The wind blew from the north, carrying with it the taint of the pe
rmanent ice cap. Very few things could live within its breath. Even the tough leaves of the caspiarns furled themselves like sails against the trunks of the trees when the wind blew.
The valleys were filling with snow. The snow was packing down. Year by small year, the light grew less.
There was now a covered way to the small chapel of King Jandol-Anganol. It was roughly built of fallen branches, but it served to keep a path clear to the sunken door.
For the first time in many centuries, someone lived in the chapel. A woman and a small boy crouched over a stove in one corner. The woman kept the door locked, and screened the stove so that its light could not be seen from outside. She had no right to be here.

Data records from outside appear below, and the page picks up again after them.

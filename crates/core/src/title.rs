use crate::locator::{Locator, Tier, first_hit};
use crate::parse::Document;

/// Headline candidates in priority order.
///
/// Semantic headline classes beat generic headings, and headings beat the
/// `<title>` element, which usually carries a site-name suffix.
pub fn title_tiers() -> Vec<Tier> {
    vec![
        Tier::text(Locator::tag("article").within(Locator::tag("h1"))),
        Tier::text(Locator::class("post-title")),
        Tier::text(Locator::class("article-title")),
        Tier::text(Locator::class("entry-title")),
        Tier::text(Locator::tag_class("h1", "title")),
        Tier::text(Locator::class("content").within(Locator::tag("h1"))),
        Tier::text(Locator::tag("main").within(Locator::tag("h1"))),
        Tier::text(Locator::tag("h1")),
        Tier::attr(Locator::meta("property", "og:title"), "content"),
        Tier::text(Locator::tag("title")),
    ]
}

/// Picks the best headline for the document, trimmed.
///
/// Returns `None` when no tier yields non-blank text.
pub fn resolve_title(doc: &Document) -> Option<String> {
    resolve_title_with(doc, &title_tiers())
}

/// Same as [`resolve_title`] over a caller-supplied tier table.
pub fn resolve_title_with(doc: &Document, tiers: &[Tier]) -> Option<String> {
    let (tier, title) = first_hit(tiers, doc)?;
    tracing::debug!(tier, locator = %tiers[tier].locator, "title resolved");
    Some(title)
}

#[cfg(test)]
mod tests {
    use super::*;
    use rstest::rstest;

    fn title_of(html: &str) -> Option<String> {
        resolve_title(&Document::parse(html).unwrap())
    }

    #[rstest]
    #[case::article_heading(r#"<h1>Loose</h1><article><h1> In Article </h1></article>"#, "In Article")]
    #[case::post_title(r#"<h1>Loose</h1><div class="post-title">Post</div>"#, "Post")]
    #[case::article_title(r#"<h1>Loose</h1><span class="article-title">Article</span>"#, "Article")]
    #[case::entry_title(r#"<h1>Loose</h1><h2 class="entry-title">Entry</h2>"#, "Entry")]
    #[case::h1_title(r#"<h1>Loose</h1><h1 class="title">Titled</h1>"#, "Titled")]
    #[case::content_heading(r#"<h1>Loose</h1><div class="content"><h1>Content</h1></div>"#, "Content")]
    #[case::main_heading(r#"<h1>Loose</h1><main><h1>Main</h1></main>"#, "Main")]
    #[case::any_heading(r#"<div><h1>
        Anywhere
    </h1></div>"#, "Anywhere")]
    #[case::open_graph(r#"<head><meta property="og:title" content=" OG "><title>Doc</title></head>"#, "OG")]
    #[case::document_title(r#"<head><title> Doc | Site </title></head><p>x</p>"#, "Doc | Site")]
    fn test_title_tiers(#[case] html: &str, #[case] expected: &str) {
        assert_eq!(title_of(html), Some(expected.to_string()));
    }

    #[test]
    fn test_main_heading_beats_later_tiers() {
        let html = r#"<main><h1>Main</h1></main><h1>Later</h1>
            <meta property="og:title" content="OG">"#;
        assert_eq!(title_of(html), Some("Main".to_string()));
    }

    #[test]
    fn test_article_heading_beats_semantic_class() {
        let html = r#"<div class="post-title">Post</div><article><h1>Article</h1></article>"#;
        assert_eq!(title_of(html), Some("Article".to_string()));
    }

    #[test]
    fn test_blank_candidate_falls_through() {
        let html = r#"<article><h1>   </h1></article><div class="post-title">Real</div>"#;
        assert_eq!(title_of(html), Some("Real".to_string()));
    }

    #[test]
    fn test_no_title() {
        assert_eq!(title_of("<div><p>No headings here</p></div>"), None);
    }

    #[test]
    fn test_idempotent() {
        let doc = Document::parse(r#"<article><h1>Same</h1></article>"#).unwrap();
        assert_eq!(resolve_title(&doc), resolve_title(&doc));
    }
}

All round the chapel she had set traps which she found rusting in the vestry of the chapel. Small animals were caught in her traps, providing food enough. Only rarely did she dare show herself in the village of Kharnabhar, although she had a kind friend there who had established a store to sell fish brought up from the coast—for the old route she had once travelled was kept open, whatever the weather.
She taught her son to read. She drew the letters of the alphabet in the dust, or carried him to see the letters painted on the walls in various texts. She told him that the letters and words were pictures of ideal things, some of which existed or could exist, some of which should not exist. She tried to instil morality with his reading, but she also invented silly stones for him which made them both laugh.
When the child was asleep, she read to herself.
It was a perpetual source of wonder to her that the presiding presence in this building was a man from her own city of Oldorando. Their lives were united in a curious way, across miles and centuries. He had retreated to this place to be in seclusion and to do penance for his sins. Late in life, he had been joined by a strange woman from Dimariam, a distant country of Hespagorat. Both had left documents, through which she wandered by the hour. Sometimes she felt the king’s restless spirit by her side.